## Dataset entries
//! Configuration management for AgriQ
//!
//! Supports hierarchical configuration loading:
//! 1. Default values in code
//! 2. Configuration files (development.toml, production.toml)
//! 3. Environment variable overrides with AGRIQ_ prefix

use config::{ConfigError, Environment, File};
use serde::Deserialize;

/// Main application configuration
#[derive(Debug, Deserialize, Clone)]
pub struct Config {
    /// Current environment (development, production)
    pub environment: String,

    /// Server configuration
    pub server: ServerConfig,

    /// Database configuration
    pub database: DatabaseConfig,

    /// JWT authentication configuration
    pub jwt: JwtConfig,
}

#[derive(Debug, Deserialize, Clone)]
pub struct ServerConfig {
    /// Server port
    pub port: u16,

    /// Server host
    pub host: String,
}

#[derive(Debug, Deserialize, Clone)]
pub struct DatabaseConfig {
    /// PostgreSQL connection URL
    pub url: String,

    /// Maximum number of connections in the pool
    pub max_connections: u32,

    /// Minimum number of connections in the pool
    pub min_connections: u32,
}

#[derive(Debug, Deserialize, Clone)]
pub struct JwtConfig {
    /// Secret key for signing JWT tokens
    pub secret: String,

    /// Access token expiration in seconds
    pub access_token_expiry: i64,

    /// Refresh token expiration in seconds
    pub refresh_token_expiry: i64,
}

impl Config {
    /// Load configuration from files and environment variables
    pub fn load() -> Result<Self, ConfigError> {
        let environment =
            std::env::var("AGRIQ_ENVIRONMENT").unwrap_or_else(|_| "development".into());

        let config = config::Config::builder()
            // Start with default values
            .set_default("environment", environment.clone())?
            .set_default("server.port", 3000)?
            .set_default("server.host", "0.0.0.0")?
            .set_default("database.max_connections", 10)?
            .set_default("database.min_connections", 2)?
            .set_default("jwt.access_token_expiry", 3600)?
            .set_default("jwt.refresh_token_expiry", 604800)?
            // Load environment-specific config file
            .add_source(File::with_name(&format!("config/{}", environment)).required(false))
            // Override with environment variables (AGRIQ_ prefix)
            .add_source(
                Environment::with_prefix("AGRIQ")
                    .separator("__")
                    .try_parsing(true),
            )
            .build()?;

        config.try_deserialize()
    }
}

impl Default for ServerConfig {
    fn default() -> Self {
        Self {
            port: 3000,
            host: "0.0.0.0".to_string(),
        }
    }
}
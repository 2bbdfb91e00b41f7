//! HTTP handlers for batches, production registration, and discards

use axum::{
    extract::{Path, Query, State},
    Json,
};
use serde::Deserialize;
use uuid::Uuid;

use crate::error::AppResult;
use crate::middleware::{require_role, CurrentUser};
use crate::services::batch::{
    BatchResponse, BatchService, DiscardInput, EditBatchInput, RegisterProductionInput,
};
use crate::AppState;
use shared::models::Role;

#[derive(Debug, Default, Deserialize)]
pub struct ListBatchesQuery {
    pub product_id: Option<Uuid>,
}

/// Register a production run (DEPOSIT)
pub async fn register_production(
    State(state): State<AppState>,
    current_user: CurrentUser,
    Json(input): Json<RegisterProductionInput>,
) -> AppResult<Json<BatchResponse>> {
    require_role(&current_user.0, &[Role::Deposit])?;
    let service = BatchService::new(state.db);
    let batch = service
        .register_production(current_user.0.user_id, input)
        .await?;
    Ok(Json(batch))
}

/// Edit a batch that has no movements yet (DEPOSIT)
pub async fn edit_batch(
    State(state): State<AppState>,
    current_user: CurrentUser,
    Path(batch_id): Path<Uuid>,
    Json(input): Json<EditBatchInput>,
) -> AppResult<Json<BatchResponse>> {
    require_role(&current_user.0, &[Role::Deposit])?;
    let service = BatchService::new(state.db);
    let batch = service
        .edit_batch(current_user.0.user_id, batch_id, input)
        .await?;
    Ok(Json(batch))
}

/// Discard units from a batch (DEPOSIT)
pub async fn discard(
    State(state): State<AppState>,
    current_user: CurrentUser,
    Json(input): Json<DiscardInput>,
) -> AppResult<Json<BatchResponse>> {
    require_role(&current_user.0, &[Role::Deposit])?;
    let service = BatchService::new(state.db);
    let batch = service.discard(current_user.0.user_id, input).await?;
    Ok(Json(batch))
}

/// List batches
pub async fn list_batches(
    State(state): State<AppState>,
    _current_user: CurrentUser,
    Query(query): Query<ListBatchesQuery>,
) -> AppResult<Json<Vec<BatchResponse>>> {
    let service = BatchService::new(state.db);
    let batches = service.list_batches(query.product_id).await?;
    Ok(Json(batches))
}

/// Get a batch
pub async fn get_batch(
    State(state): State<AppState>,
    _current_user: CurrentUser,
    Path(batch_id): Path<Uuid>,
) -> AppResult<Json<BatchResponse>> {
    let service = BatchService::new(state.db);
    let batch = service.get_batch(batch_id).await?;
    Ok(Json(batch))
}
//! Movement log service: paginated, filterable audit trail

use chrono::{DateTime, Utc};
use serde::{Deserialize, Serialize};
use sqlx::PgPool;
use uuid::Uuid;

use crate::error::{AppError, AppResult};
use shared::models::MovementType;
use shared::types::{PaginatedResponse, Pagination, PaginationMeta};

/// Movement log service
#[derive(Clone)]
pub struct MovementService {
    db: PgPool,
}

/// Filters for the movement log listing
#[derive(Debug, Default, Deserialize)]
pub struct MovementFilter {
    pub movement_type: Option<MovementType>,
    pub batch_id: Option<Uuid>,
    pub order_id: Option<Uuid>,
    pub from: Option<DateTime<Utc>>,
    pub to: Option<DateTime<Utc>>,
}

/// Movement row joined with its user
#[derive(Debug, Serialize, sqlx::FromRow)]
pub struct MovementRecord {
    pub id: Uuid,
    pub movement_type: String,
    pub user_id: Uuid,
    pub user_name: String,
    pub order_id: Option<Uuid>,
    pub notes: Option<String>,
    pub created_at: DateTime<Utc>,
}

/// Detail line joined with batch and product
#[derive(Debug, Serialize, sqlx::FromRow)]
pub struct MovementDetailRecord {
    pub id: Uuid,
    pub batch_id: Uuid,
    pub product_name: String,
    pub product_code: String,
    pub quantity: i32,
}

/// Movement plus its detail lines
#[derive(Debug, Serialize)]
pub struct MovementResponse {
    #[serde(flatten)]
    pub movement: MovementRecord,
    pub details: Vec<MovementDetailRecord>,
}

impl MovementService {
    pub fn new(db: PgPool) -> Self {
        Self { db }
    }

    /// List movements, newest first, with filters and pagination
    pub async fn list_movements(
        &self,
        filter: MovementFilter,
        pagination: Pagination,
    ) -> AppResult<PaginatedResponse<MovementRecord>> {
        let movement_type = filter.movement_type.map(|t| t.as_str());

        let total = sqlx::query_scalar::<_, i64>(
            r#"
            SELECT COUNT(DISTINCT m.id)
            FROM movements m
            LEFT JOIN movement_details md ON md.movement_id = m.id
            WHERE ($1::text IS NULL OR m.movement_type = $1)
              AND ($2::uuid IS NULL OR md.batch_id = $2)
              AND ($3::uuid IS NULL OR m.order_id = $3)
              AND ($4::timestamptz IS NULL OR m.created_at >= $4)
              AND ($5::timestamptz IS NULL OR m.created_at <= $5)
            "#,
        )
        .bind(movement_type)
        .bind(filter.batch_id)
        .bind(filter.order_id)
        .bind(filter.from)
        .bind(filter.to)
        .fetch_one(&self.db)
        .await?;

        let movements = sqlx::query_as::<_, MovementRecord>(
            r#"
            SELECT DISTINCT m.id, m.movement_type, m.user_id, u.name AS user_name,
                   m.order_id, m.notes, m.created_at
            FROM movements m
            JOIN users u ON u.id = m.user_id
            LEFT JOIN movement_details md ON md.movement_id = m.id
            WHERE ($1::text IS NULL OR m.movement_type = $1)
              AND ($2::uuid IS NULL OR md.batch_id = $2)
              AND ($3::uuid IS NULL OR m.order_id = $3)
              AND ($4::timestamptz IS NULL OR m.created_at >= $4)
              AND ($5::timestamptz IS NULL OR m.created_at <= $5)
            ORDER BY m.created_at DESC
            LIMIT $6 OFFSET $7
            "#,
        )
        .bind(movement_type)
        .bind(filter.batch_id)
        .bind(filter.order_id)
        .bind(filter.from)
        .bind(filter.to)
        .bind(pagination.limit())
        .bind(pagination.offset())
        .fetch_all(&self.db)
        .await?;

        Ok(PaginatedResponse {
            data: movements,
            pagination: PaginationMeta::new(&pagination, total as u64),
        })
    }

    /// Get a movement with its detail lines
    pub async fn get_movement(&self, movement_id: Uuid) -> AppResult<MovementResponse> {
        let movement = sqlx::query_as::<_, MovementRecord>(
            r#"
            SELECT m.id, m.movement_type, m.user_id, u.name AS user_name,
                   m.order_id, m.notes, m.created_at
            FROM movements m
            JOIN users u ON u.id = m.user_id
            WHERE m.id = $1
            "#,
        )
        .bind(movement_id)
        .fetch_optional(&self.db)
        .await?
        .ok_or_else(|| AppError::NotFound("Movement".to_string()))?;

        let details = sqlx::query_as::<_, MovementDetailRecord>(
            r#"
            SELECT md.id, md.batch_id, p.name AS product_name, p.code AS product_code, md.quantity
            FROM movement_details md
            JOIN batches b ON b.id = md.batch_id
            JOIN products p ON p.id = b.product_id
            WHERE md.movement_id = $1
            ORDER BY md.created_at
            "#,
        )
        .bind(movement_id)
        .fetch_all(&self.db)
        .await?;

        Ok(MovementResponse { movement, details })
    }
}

## Assigned task
If a line of the records above holds the word "EditBatchInput", show it.

## Written response
    BatchResponse, BatchService, DiscardInput, EditBatchInput, RegisterProductionInput,
    Json(input): Json<EditBatchInput>,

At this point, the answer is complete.